What to do:
Provide nothing except how many lines of the data contain the word "enabled".

Stored items
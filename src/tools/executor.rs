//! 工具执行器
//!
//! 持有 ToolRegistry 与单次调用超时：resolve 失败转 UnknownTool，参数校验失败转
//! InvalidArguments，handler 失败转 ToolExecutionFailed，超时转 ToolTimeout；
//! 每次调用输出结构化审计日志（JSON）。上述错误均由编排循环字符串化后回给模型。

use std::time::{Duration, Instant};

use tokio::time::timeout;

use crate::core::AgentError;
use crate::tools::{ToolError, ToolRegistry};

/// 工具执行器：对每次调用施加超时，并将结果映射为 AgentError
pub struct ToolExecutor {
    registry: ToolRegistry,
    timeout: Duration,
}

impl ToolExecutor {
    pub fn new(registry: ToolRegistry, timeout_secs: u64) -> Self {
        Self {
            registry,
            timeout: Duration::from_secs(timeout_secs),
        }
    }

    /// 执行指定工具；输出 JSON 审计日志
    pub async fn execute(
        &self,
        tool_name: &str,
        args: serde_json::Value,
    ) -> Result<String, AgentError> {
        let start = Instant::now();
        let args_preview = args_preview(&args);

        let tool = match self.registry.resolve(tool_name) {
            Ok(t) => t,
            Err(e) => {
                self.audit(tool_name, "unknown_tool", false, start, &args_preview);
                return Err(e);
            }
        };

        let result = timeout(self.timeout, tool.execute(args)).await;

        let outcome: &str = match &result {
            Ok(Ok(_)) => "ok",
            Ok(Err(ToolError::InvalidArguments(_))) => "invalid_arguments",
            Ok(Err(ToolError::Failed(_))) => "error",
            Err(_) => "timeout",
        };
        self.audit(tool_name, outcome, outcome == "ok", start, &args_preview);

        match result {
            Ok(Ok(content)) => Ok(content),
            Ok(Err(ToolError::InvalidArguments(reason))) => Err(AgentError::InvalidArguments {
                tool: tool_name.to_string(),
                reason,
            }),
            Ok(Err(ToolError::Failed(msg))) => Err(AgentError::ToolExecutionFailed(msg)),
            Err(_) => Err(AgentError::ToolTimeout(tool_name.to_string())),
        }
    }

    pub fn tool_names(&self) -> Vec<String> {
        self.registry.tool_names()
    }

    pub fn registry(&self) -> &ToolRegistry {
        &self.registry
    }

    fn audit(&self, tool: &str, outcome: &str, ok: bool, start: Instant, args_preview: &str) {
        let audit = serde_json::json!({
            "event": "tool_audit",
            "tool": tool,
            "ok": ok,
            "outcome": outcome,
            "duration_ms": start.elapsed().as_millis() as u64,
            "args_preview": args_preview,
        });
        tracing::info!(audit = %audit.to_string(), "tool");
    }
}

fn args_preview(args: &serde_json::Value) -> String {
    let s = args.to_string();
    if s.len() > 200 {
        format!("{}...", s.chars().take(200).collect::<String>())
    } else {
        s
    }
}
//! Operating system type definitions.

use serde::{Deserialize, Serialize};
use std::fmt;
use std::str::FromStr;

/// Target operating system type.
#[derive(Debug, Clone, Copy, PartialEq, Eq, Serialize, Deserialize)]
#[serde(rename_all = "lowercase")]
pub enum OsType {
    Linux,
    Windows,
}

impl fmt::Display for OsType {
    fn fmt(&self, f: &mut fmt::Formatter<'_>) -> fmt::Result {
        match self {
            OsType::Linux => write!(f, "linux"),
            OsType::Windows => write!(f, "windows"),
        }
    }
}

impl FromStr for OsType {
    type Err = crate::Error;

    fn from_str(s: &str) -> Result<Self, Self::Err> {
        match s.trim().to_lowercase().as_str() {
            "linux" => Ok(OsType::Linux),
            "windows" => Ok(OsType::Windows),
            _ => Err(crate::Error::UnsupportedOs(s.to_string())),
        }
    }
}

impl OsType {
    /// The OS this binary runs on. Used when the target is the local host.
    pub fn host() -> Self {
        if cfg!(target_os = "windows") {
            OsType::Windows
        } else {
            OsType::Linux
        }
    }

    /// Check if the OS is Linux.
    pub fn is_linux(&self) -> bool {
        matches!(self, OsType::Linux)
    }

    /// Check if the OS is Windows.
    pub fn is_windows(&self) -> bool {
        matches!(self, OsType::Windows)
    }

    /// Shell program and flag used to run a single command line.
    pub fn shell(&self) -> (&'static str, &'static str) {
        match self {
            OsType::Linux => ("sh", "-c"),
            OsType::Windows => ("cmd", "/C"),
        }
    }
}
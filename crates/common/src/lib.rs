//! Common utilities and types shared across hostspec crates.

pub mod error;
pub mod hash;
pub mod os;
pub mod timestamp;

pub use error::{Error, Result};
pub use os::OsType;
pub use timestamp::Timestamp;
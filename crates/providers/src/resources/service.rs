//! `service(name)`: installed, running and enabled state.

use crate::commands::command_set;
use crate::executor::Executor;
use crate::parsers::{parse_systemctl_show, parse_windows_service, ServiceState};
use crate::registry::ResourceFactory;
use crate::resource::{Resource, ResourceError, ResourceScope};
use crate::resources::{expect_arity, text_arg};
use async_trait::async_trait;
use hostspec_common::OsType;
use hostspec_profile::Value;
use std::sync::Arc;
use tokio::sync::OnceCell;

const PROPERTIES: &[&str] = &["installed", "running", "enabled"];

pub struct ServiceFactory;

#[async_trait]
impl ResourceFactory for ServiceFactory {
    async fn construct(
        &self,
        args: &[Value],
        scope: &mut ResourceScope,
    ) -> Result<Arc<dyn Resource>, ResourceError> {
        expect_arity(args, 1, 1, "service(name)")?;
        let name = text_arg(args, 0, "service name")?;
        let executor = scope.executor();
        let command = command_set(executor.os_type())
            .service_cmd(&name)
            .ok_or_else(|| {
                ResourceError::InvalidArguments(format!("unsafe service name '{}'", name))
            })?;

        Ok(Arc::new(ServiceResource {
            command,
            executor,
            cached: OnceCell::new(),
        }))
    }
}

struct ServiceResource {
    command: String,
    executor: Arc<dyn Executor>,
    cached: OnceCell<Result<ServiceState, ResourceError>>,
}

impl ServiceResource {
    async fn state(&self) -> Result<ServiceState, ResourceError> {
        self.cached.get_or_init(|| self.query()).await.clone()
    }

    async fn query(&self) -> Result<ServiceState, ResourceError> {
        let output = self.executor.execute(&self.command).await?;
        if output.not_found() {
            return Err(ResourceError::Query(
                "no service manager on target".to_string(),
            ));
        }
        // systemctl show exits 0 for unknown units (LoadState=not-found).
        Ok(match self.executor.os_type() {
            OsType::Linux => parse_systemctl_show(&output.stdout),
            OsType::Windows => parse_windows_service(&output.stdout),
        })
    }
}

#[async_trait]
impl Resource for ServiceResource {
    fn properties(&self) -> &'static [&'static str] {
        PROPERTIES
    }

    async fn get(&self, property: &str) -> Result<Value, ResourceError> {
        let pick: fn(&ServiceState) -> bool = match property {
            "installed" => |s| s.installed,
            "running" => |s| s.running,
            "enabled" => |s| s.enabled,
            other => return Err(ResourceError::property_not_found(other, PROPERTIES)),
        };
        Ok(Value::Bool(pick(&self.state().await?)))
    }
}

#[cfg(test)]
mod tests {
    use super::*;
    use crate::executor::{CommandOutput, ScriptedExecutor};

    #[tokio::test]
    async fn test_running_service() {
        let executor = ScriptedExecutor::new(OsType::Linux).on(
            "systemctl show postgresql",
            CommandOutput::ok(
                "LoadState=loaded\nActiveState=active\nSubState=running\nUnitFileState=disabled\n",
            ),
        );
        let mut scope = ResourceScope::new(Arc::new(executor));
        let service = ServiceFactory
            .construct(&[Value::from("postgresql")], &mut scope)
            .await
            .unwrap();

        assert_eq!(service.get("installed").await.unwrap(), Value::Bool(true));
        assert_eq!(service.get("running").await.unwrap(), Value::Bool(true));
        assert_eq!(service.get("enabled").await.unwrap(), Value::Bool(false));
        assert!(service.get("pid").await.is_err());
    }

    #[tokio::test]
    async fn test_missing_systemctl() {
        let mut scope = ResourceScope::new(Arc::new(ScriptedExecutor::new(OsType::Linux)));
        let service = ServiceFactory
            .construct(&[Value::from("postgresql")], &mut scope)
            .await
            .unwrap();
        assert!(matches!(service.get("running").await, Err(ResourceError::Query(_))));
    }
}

Expected answer:
4